─── INFORMATION ───

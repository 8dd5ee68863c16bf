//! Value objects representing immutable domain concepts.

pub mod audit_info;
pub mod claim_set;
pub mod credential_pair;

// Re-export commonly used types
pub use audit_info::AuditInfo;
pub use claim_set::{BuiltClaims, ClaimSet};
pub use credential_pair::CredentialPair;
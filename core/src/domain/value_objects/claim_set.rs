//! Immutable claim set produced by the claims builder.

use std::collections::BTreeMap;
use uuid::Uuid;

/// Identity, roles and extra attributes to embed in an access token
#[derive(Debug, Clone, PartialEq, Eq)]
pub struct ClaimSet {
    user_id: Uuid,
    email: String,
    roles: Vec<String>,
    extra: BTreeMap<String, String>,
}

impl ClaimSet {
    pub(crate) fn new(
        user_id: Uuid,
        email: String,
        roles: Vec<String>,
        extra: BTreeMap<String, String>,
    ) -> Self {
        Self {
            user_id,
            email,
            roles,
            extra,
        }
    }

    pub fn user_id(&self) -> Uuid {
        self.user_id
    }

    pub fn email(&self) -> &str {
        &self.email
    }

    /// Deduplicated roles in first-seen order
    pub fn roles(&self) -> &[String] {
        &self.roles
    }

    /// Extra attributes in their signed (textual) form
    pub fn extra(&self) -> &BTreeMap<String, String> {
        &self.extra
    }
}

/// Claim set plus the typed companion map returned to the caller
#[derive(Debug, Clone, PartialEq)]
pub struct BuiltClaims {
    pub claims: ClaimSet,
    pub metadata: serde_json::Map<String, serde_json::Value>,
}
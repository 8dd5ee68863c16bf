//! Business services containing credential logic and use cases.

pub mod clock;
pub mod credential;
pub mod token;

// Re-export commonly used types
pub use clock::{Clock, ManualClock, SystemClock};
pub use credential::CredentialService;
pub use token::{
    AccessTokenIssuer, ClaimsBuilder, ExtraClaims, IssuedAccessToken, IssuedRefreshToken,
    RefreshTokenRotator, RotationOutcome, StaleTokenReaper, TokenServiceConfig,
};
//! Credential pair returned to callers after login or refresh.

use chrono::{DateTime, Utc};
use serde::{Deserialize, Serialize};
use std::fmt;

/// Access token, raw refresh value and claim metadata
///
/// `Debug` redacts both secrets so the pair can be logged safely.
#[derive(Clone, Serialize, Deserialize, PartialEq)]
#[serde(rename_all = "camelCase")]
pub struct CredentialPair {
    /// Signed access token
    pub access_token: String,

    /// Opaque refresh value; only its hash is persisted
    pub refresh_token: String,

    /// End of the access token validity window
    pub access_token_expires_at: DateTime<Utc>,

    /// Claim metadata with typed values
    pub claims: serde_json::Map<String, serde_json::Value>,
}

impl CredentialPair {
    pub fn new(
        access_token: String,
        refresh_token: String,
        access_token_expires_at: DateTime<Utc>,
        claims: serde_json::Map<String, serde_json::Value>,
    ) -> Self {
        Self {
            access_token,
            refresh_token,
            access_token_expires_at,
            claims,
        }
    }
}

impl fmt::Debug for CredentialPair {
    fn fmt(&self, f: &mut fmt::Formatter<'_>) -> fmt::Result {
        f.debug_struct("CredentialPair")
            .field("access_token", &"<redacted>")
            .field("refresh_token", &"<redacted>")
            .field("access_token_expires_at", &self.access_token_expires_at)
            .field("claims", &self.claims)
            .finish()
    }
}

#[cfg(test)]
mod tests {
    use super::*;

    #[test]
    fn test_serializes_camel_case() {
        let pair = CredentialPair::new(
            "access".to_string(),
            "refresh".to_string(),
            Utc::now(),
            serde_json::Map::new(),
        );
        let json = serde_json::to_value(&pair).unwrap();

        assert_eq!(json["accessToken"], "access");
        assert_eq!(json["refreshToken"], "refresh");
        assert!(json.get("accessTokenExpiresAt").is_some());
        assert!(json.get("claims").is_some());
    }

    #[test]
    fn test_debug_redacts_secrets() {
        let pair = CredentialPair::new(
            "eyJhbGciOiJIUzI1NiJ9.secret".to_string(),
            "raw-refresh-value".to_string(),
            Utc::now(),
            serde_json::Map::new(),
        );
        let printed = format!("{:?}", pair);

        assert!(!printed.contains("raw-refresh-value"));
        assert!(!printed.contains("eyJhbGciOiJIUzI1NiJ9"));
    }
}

───

Among the entries above, determine how many lines hold the string "PartialEq" and report that number alone.

■ RESPONSE BOX ■
3